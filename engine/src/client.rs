use std::time::Duration;

use log::{debug, info};
use reqwest::{Client, RequestBuilder};
use serde::de::DeserializeOwned;

use crate::{
    Error, Result,
    config::{API_KEY_VAR, Config},
    error::TransportError,
    polling::{self, BoxFuture, Cadence, TaskBackend, TaskFamily},
    request::TaskRequest,
    task::{TaskEnvelope, TaskHandle, TaskOutput, TaskResult},
};

/// Ceiling for a single API call
pub const REQUEST_TIMEOUT: Duration = Duration::from_secs(30);
const ASYNC_HEADER: &str = "X-DashScope-Async";
const OSS_RESOLVE_HEADER: &str = "X-DashScope-OssResourceResolve";

/// Credential, base URL and a pooled HTTP client. Shared by every endpoint.
#[derive(Clone)]
pub struct Connection {
    http: Client,
    api_key: String,
    base_url: String,
}

impl std::fmt::Debug for Connection {
    fn fmt(&self, f: &mut std::fmt::Formatter<'_>) -> std::fmt::Result {
        f.debug_struct("Connection")
            .field("base_url", &self.base_url)
            .finish_non_exhaustive()
    }
}

impl Connection {
    pub fn new(api_key: impl Into<String>, base_url: impl Into<String>) -> Self {
        Self {
            http: Client::new(),
            api_key: api_key.into(),
            base_url: base_url.into().trim_end_matches('/').to_string(),
        }
    }

    /// Reads the key from `DASHSCOPE_API_KEY`. A missing key is an error here,
    /// not on the first request.
    pub fn from_env(base_url: impl Into<String>) -> Result<Self> {
        Self::from_key(std::env::var(API_KEY_VAR).ok(), base_url)
    }

    /// Fails with [`Error::MissingCredential`] if `api_key` is absent or blank.
    pub fn from_key(api_key: Option<String>, base_url: impl Into<String>) -> Result<Self> {
        let api_key = api_key
            .filter(|key| !key.trim().is_empty())
            .ok_or(Error::MissingCredential(API_KEY_VAR))?;
        Ok(Self::new(api_key, base_url))
    }

    pub fn http(&self) -> &Client {
        &self.http
    }

    pub fn base_url(&self) -> &str {
        &self.base_url
    }

    pub(crate) fn url(&self, path: &str) -> String {
        format!("{}/{path}", self.base_url)
    }

    pub(crate) fn get(&self, path: &str) -> RequestBuilder {
        self.http
            .get(self.url(path))
            .bearer_auth(&self.api_key)
            .timeout(REQUEST_TIMEOUT)
    }

    pub(crate) fn post(&self, path: &str) -> RequestBuilder {
        self.http
            .post(self.url(path))
            .bearer_auth(&self.api_key)
            .timeout(REQUEST_TIMEOUT)
    }

    pub(crate) fn delete(&self, path: &str) -> RequestBuilder {
        self.http
            .delete(self.url(path))
            .bearer_auth(&self.api_key)
            .timeout(REQUEST_TIMEOUT)
    }

    /// Sends the request and decodes a 2xx JSON body.
    pub(crate) async fn send_json<T: DeserializeOwned>(&self, request: RequestBuilder) -> Result<T> {
        let resp = request.send().await?;
        let status = resp.status();
        let body = resp.text().await?;
        if !status.is_success() {
            return Err(TransportError::from_response(status, &body).into());
        }
        debug!("Response body: {body}");
        serde_json::from_str(&body)
            .map_err(|e| Error::MalformedResponse(format!("{e} in body:\n{body}")))
    }
}

/// Client for DashScope's asynchronous generation tasks: submit, poll, wait.
///
/// Stateless apart from the connection and the polling cadences, so clones are
/// cheap and independent. Tasks are handled strictly one at a time per call;
/// run several clients to generate in parallel.
#[derive(Debug, Clone)]
pub struct AsyncTaskClient {
    conn: Connection,
    short: Cadence,
    long: Cadence,
}

impl AsyncTaskClient {
    pub fn new(conn: Connection, config: &Config) -> Self {
        Self {
            conn,
            short: config.cadence(TaskFamily::Short),
            long: config.cadence(TaskFamily::Long),
        }
    }

    pub fn from_env(config: &Config) -> Result<Self> {
        Ok(Self::new(Connection::from_env(&config.base_url)?, config))
    }

    pub fn with_cadence(mut self, family: TaskFamily, cadence: Cadence) -> Self {
        match family {
            TaskFamily::Short => self.short = cadence,
            TaskFamily::Long => self.long = cadence,
        }
        self
    }

    pub fn connection(&self) -> &Connection {
        &self.conn
    }

    pub fn cadence(&self, family: TaskFamily) -> Cadence {
        match family {
            TaskFamily::Short => self.short,
            TaskFamily::Long => self.long,
        }
    }

    /// Validates and submits `request`. Invalid requests never reach the network.
    pub async fn submit(&self, request: &TaskRequest) -> Result<TaskHandle> {
        request.validate()?;

        let mut builder = self
            .conn
            .post(request.endpoint())
            .header(ASYNC_HEADER, "enable")
            .json(&request.payload());
        if request.uses_oss_resources() {
            builder = builder.header(OSS_RESOLVE_HEADER, "enable");
        }
        debug!(
            "Submitting to {}: {}",
            request.endpoint(),
            serde_json::to_string(&request.payload()).unwrap_or_default()
        );

        let handle = self
            .conn
            .send_json::<TaskEnvelope>(builder)
            .await?
            .into_handle()?;
        info!("Created task {handle}");
        Ok(handle)
    }

    pub async fn poll(&self, handle: &TaskHandle) -> Result<TaskResult> {
        self.conn
            .send_json::<TaskEnvelope>(self.conn.get(&format!("tasks/{handle}")))
            .await?
            .into_result(handle)
    }

    pub async fn await_completion(
        &self,
        handle: &TaskHandle,
        max_wait: Duration,
        interval: Duration,
    ) -> Result<TaskOutput> {
        polling::await_completion(self, handle, max_wait, interval).await
    }

    /// Submits and waits, polling at the interval configured for the request's family.
    pub async fn generate(&self, request: &TaskRequest, max_wait: Duration) -> Result<TaskOutput> {
        let cadence = Cadence {
            max_wait,
            ..self.cadence(request.family())
        };
        polling::generate(self, request, cadence).await
    }
}

impl TaskBackend for AsyncTaskClient {
    fn submit<'a>(&'a self, request: &'a TaskRequest) -> BoxFuture<'a, Result<TaskHandle>> {
        Box::pin(AsyncTaskClient::submit(self, request))
    }

    fn poll<'a>(&'a self, handle: &'a TaskHandle) -> BoxFuture<'a, Result<TaskResult>> {
        Box::pin(AsyncTaskClient::poll(self, handle))
    }
}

* EXERCISE DESCRIPTION *
Print every record above exactly as written.

* RESPONSE AREA *
filename engine/src/client.rs
use std::time::Duration;

use log::{debug, info};
use reqwest::{Client, RequestBuilder};
use serde::de::DeserializeOwned;

use crate::{
    Error, Result,
    config::{API_KEY_VAR, Config},
    error::TransportError,
    polling::{self, BoxFuture, Cadence, TaskBackend, TaskFamily},
    request::TaskRequest,
    task::{TaskEnvelope, TaskHandle, TaskOutput, TaskResult},
};

/// Ceiling for a single API call
pub const REQUEST_TIMEOUT: Duration = Duration::from_secs(30);
const ASYNC_HEADER: &str = "X-DashScope-Async";
const OSS_RESOLVE_HEADER: &str = "X-DashScope-OssResourceResolve";

/// Credential, base URL and a pooled HTTP client. Shared by every endpoint.
#[derive(Clone)]
pub struct Connection {
    http: Client,
    api_key: String,
    base_url: String,
}

impl std::fmt::Debug for Connection {
    fn fmt(&self, f: &mut std::fmt::Formatter<'_>) -> std::fmt::Result {
        f.debug_struct("Connection")
            .field("base_url", &self.base_url)
            .finish_non_exhaustive()
    }
}

impl Connection {
    pub fn new(api_key: impl Into<String>, base_url: impl Into<String>) -> Self {
        Self {
            http: Client::new(),
            api_key: api_key.into(),
            base_url: base_url.into().trim_end_matches('/').to_string(),
        }
    }

    /// Reads the key from `DASHSCOPE_API_KEY`. A missing key is an error here,
    /// not on the first request.
    pub fn from_env(base_url: impl Into<String>) -> Result<Self> {
        Self::from_key(std::env::var(API_KEY_VAR).ok(), base_url)
    }

    /// Fails with [`Error::MissingCredential`] if `api_key` is absent or blank.
    pub fn from_key(api_key: Option<String>, base_url: impl Into<String>) -> Result<Self> {
        let api_key = api_key
            .filter(|key| !key.trim().is_empty())
            .ok_or(Error::MissingCredential(API_KEY_VAR))?;
        Ok(Self::new(api_key, base_url))
    }

    pub fn http(&self) -> &Client {
        &self.http
    }

    pub fn base_url(&self) -> &str {
        &self.base_url
    }

    pub(crate) fn url(&self, path: &str) -> String {
        format!("{}/{path}", self.base_url)
    }

    pub(crate) fn get(&self, path: &str) -> RequestBuilder {
        self.http
            .get(self.url(path))
            .bearer_auth(&self.api_key)
            .timeout(REQUEST_TIMEOUT)
    }

    pub(crate) fn post(&self, path: &str) -> RequestBuilder {
        self.http
            .post(self.url(path))
            .bearer_auth(&self.api_key)
            .timeout(REQUEST_TIMEOUT)
    }

    pub(crate) fn delete(&self, path: &str) -> RequestBuilder {
        self.http
            .delete(self.url(path))
            .bearer_auth(&self.api_key)
            .timeout(REQUEST_TIMEOUT)
    }

    /// Sends the request and decodes a 2xx JSON body.
    pub(crate) async fn send_json<T: DeserializeOwned>(&self, request: RequestBuilder) -> Result<T> {
        let resp = request.send().await?;
        let status = resp.status();
        let body = resp.text().await?;
        if !status.is_success() {
            return Err(TransportError::from_response(status, &body).into());
        }
        debug!("Response body: {body}");
        serde_json::from_str(&body)
            .map_err(|e| Error::MalformedResponse(format!("{e} in body:\n{body}")))
    }
}

/// Client for DashScope's asynchronous generation tasks: submit, poll, wait.
///
/// Stateless apart from the connection and the polling cadences, so clones are
/// cheap and independent. Tasks are handled strictly one at a time per call;
/// run several clients to generate in parallel.
#[derive(Debug, Clone)]
pub struct AsyncTaskClient {
    conn: Connection,
    short: Cadence,
    long: Cadence,
}

impl AsyncTaskClient {
    pub fn new(conn: Connection, config: &Config) -> Self {
        Self {
            conn,
            short: config.cadence(TaskFamily::Short),
            long: config.cadence(TaskFamily::Long),
        }
    }

    pub fn from_env(config: &Config) -> Result<Self> {
        Ok(Self::new(Connection::from_env(&config.base_url)?, config))
    }

    pub fn with_cadence(mut self, family: TaskFamily, cadence: Cadence) -> Self {
        match family {
            TaskFamily::Short => self.short = cadence,
            TaskFamily::Long => self.long = cadence,
        }
        self
    }

    pub fn connection(&self) -> &Connection {
        &self.conn
    }

    pub fn cadence(&self, family: TaskFamily) -> Cadence {
        match family {
            TaskFamily::Short => self.short,
            TaskFamily::Long => self.long,
        }
    }

    /// Validates and submits `request`. Invalid requests never reach the network.
    pub async fn submit(&self, request: &TaskRequest) -> Result<TaskHandle> {
        request.validate()?;

        let mut builder = self
            .conn
            .post(request.endpoint())
            .header(ASYNC_HEADER, "enable")
            .json(&request.payload());
        if request.uses_oss_resources() {
            builder = builder.header(OSS_RESOLVE_HEADER, "enable");
        }
        debug!(
            "Submitting to {}: {}",
            request.endpoint(),
            serde_json::to_string(&request.payload()).unwrap_or_default()
        );

        let handle = self
            .conn
            .send_json::<TaskEnvelope>(builder)
            .await?
            .into_handle()?;
        info!("Created task {handle}");
        Ok(handle)
    }

    pub async fn poll(&self, handle: &TaskHandle) -> Result<TaskResult> {
        self.conn
            .send_json::<TaskEnvelope>(self.conn.get(&format!("tasks/{handle}")))
            .await?
            .into_result(handle)
    }

    pub async fn await_completion(
        &self,
        handle: &TaskHandle,
        max_wait: Duration,
        interval: Duration,
    ) -> Result<TaskOutput> {
        polling::await_completion(self, handle, max_wait, interval).await
    }

    /// Submits and waits, polling at the interval configured for the request's family.
    pub async fn generate(&self, request: &TaskRequest, max_wait: Duration) -> Result<TaskOutput> {
        let cadence = Cadence {
            max_wait,
            ..self.cadence(request.family())
        };
        polling::generate(self, request, cadence).await
    }
}

impl TaskBackend for AsyncTaskClient {
    fn submit<'a>(&'a self, request: &'a TaskRequest) -> BoxFuture<'a, Result<TaskHandle>> {
        Box::pin(AsyncTaskClient::submit(self, request))
    }

    fn poll<'a>(&'a self, handle: &'a TaskHandle) -> BoxFuture<'a, Result<TaskResult>> {
        Box::pin(AsyncTaskClient::poll(self, handle))
    }
}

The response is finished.